* Your instructions: Work out how many lines in the data below contain "snapshot", and state that count with nothing added.

* Exercise data:
*-*-*

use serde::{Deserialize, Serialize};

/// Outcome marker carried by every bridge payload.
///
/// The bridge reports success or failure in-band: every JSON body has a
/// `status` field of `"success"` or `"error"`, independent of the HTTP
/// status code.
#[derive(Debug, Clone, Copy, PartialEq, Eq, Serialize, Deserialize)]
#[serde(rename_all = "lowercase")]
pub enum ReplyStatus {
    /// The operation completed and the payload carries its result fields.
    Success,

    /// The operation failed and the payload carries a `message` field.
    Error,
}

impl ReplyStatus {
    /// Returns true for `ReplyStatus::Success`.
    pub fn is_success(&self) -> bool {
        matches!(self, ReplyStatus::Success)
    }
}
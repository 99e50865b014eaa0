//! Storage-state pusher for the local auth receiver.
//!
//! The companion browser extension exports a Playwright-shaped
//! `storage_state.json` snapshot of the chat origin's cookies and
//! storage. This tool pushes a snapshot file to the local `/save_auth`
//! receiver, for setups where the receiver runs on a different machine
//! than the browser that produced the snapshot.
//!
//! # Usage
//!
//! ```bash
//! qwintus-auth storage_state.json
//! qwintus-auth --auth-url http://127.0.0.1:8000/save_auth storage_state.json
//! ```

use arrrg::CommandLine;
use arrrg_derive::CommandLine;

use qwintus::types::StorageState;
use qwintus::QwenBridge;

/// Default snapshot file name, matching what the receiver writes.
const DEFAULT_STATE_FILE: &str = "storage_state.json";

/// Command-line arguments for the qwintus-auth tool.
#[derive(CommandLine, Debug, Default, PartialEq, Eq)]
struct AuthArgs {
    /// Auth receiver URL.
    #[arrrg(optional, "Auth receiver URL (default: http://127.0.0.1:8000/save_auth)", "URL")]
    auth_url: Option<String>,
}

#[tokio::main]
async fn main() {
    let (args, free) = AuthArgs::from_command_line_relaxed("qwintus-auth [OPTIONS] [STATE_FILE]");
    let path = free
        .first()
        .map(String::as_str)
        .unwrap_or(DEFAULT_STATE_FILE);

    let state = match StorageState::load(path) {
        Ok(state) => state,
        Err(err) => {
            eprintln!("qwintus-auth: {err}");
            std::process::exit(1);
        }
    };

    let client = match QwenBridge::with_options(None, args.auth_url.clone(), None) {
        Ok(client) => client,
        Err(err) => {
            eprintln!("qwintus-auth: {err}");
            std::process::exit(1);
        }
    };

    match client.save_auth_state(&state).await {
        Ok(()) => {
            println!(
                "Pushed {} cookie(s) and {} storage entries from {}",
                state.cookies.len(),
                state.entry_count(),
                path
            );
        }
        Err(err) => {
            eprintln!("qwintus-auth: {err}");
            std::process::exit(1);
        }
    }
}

*-*-*

* Solution for this exercise: 4